Topic description
Les espèces réactives de l'oxygène (ROS) sont responsables de la destruction des pathogènes, un processus au cœur de l'immunité innée. Leur production est spécifiquement médiée par la NADPH oxydase (NOX), une enzyme redox multimérique liée à la membrane de globules blancs. L'assemblage et la fonction de la NOX dépendent de différents paramètres et partenaires. Pour être fonctionnelle, cette enzyme membranaire nécessite l'assemblage d'au moins 6 protéines, dont certaines sont modulaires et possèdent des régions intrinsèquement désordonnées. Leur dysfonctionnement conduisant à des pathologies sévères (maladies immunitaires et neurodégénératives), elles sont considérées comme une cible thérapeutique potentielle (Cipriano et al., J Med Chem ). Les connaissances structurales des complexes sont entravées par leur nature membranaire, leur multimérisation transitoire, leurs régions désordonnées, leur sensibilité à la purification en présence de détergent. Nous avons récemment utilisé AlphaFold2 combiné à des simulations de dynamique moléculaire pour dévoiler une partie de l'assemblage membranaire de la NADPH oxydase (Aimeur et al. BioRiv ; Aimeur, JBC ), apportant une grande confiance dans la prédiction in silico de tels assemblages complexes de protéines membranaires. Cela ouvre la voie à la conception rationnelle de constructions chimériques qui imitent l'architecture et la fonction des complexes produisant des ROS. Le développement de systèmes chimériques qui ne sont pas présents dans la nature facilite les études structurales et fonctionnelles mais aussi la biosynthèse de « smart » médicaments.

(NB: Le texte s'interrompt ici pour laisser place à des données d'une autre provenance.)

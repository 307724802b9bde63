//! Error types for promter.
//!
//! This module defines a unified error enum that covers every failure a
//! prompt call or the CLI can report: local validation failures, errors from
//! the underlying terminal widget, configuration and I/O problems.

use thiserror::Error;

/// A local input rule that rejected what the user typed.
///
/// The display text is shown to the user verbatim by the terminal widget.
#[derive(Error, Debug, Clone, PartialEq, Eq)]
pub enum ValidationError {
    /// Input was empty or whitespace-only where text is required
    #[error("please provide a text")]
    EmptyText,

    /// Input was neither empty nor an http(s) URL
    #[error("please enter a valid url")]
    InvalidUrl,
}

/// Unified error type for promter.
///
/// All fallible functions return `Result<T, AppError>`.
/// A prompt that exhausted its retries returns the last attempt's error;
/// there is no separate variant for it.
#[derive(Error, Debug)]
pub enum AppError {
    /// Input rejected by a validator
    #[error(transparent)]
    Validation(#[from] ValidationError),

    /// Failure reported by the underlying prompt widget (interrupted, no tty, ...)
    #[error("Input error: {0}")]
    Input(String),

    /// A selection prompt was issued with nothing to choose from
    #[error("No options to select from")]
    EmptySelection,

    /// Configuration-related errors
    #[error("Configuration error: {0}")]
    Config(String),

    /// I/O and filesystem errors
    #[error("I/O error: {0}")]
    Io(#[from] std::io::Error),

    /// Serialization/deserialization errors
    #[error("Serialization error: {0}")]
    Serialization(String),

    /// Generic errors
    #[error("{0}")]
    Other(String),
}

impl From<serde_json::Error> for AppError {
    fn from(err: serde_json::Error) -> Self {
        AppError::Serialization(err.to_string())
    }
}

impl From<serde_yaml::Error> for AppError {
    fn from(err: serde_yaml::Error) -> Self {
        AppError::Serialization(err.to_string())
    }
}

/// Convenience type alias for Results with AppError.
pub type AppResult<T> = Result<T, AppError>;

Des gènes artificiels seront donc créés pour produire ces complexes chimériques de protéines membranaires, basés sur des motifs structurels des enzymes NOX et des sous-unités associées, avec une grande fidélité structurelle au complexe NOX natif qui peut prendre en charge la production de ROS. Les constructions seront conçues pour être exprimées sous une forme soluble ou compatible avec les nanodisques afin d'être capable de produire des ROS. La confirmation du repliement protéique correct et de la stœchiométrie sera effectuée par chromatographie, dichroïsme circulaire (CD), diffusion dynamique de la lumière (DLS) et photométrie de masse (MP). La résonance plasmonique de surface (SPR) et l'interférométrie bicouche (BLI) seront utilisées pour suivre la dynamique des assemblages. La production de ROS et l'investigation d'inhibiteurs seront réalisées à l'aide de spectroscopies résolues en temps (absorption/fluorescence). L'architecture de ces nouvelles protéines seront combinées avec les données de prédiction de structure AlphaFold.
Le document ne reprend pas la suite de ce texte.